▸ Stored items

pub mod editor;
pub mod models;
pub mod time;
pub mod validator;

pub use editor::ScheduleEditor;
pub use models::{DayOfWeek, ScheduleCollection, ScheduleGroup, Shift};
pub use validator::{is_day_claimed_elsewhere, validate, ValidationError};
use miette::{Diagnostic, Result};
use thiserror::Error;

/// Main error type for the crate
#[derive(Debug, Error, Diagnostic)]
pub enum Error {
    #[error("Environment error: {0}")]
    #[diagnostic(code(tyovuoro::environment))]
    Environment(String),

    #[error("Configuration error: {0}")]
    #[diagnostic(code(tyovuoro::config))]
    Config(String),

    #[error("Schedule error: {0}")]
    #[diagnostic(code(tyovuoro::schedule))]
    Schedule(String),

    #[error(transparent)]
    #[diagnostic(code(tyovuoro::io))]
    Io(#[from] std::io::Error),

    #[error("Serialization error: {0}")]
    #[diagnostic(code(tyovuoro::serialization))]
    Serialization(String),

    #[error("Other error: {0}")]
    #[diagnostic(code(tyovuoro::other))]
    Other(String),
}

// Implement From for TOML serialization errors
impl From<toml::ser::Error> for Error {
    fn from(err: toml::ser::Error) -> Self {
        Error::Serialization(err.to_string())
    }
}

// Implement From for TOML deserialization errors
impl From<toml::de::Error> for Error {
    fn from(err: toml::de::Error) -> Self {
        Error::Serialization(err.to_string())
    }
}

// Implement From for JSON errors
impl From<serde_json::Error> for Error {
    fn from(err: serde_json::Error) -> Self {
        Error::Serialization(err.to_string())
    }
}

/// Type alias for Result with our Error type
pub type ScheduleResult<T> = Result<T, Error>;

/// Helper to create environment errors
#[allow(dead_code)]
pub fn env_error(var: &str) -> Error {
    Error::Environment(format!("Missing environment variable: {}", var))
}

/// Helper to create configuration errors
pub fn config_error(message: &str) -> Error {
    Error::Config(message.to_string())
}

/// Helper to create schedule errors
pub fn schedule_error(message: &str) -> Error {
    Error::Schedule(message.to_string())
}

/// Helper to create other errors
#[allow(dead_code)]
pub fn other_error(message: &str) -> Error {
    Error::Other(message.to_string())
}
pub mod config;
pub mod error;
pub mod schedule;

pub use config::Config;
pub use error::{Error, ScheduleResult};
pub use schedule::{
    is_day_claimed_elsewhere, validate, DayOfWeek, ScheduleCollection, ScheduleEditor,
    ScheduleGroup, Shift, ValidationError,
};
---
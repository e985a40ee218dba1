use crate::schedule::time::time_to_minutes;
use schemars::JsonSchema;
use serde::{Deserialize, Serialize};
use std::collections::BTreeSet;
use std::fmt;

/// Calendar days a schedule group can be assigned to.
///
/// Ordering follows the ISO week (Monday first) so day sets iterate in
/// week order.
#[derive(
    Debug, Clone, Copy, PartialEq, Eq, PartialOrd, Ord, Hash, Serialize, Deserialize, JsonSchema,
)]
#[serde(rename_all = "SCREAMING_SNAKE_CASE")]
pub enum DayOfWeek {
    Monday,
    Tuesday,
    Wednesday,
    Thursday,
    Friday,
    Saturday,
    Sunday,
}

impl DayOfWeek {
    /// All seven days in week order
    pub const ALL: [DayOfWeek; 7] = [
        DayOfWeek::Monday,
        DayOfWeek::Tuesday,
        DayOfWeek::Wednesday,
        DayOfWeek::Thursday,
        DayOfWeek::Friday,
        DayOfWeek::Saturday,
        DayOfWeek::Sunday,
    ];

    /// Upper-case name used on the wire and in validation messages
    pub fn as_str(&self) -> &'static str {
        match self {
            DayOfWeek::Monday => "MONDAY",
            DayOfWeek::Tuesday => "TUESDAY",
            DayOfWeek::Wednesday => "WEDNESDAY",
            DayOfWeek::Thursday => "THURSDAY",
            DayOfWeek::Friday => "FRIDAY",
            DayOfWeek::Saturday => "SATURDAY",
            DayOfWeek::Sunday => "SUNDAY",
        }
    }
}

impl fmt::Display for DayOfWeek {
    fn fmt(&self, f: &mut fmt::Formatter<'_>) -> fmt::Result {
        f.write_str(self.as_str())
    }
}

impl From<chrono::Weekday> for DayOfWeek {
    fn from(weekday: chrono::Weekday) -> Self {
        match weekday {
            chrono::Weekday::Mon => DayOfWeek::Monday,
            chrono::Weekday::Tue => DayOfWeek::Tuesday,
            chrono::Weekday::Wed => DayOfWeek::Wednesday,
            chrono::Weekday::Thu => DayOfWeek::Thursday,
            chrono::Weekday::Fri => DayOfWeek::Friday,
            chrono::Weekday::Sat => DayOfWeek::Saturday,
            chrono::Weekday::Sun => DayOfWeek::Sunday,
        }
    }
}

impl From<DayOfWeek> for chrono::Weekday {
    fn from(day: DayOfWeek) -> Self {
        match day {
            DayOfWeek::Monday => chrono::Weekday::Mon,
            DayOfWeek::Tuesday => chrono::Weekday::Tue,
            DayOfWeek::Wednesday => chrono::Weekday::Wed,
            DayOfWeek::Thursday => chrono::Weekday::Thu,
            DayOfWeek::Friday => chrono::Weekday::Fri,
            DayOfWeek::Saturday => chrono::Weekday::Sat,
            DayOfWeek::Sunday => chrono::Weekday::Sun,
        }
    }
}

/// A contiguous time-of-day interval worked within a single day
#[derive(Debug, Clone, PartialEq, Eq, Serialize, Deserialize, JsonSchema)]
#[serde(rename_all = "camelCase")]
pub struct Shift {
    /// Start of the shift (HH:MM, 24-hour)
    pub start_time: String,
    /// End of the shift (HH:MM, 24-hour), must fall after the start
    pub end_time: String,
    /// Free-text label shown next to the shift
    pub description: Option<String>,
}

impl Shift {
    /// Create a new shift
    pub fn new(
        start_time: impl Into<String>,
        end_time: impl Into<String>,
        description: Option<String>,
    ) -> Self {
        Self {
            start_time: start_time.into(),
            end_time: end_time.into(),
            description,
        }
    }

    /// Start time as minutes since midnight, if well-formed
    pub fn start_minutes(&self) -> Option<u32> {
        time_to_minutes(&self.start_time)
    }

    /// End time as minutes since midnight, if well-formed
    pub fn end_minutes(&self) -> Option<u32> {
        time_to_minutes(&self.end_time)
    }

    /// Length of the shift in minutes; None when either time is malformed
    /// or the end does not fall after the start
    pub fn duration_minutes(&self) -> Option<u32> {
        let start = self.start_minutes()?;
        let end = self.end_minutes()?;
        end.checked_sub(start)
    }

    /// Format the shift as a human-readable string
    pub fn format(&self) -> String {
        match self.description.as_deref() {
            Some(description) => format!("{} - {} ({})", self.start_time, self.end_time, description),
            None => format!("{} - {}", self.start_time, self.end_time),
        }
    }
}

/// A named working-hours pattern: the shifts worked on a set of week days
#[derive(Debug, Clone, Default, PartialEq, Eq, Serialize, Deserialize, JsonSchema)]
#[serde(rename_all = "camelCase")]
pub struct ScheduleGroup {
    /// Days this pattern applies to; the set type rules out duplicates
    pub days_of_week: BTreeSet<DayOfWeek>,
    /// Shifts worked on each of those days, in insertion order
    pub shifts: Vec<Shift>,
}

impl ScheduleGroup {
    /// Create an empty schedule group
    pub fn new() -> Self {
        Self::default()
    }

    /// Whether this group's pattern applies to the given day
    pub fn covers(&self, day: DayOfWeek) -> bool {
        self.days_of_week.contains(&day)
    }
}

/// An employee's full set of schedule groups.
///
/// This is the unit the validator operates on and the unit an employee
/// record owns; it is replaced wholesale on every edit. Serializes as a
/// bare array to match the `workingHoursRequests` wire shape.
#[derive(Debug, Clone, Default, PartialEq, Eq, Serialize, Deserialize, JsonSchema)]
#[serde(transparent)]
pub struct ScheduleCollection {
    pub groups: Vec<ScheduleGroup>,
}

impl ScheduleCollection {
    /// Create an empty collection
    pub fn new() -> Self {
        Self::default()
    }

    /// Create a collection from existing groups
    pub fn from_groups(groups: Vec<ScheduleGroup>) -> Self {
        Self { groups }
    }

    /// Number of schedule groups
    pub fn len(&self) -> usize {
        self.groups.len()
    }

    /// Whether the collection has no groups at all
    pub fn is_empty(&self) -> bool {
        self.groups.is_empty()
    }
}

▸ EXERCISE OBJECTIVE
Output the lines above exactly, but only those between the line holding "#[diagnostic(code(tyovuoro::schedule))]" and the line holding "fn from(err: toml::ser::Error)", inclusive.

▸ RESULT FOR THIS EXERCISE
    #[diagnostic(code(tyovuoro::schedule))]
    Schedule(String),

    #[error(transparent)]
    #[diagnostic(code(tyovuoro::io))]
    Io(#[from] std::io::Error),

    #[error("Serialization error: {0}")]
    #[diagnostic(code(tyovuoro::serialization))]
    Serialization(String),

    #[error("Other error: {0}")]
    #[diagnostic(code(tyovuoro::other))]
    Other(String),
}

// Implement From for TOML serialization errors
impl From<toml::ser::Error> for Error {
    fn from(err: toml::ser::Error) -> Self {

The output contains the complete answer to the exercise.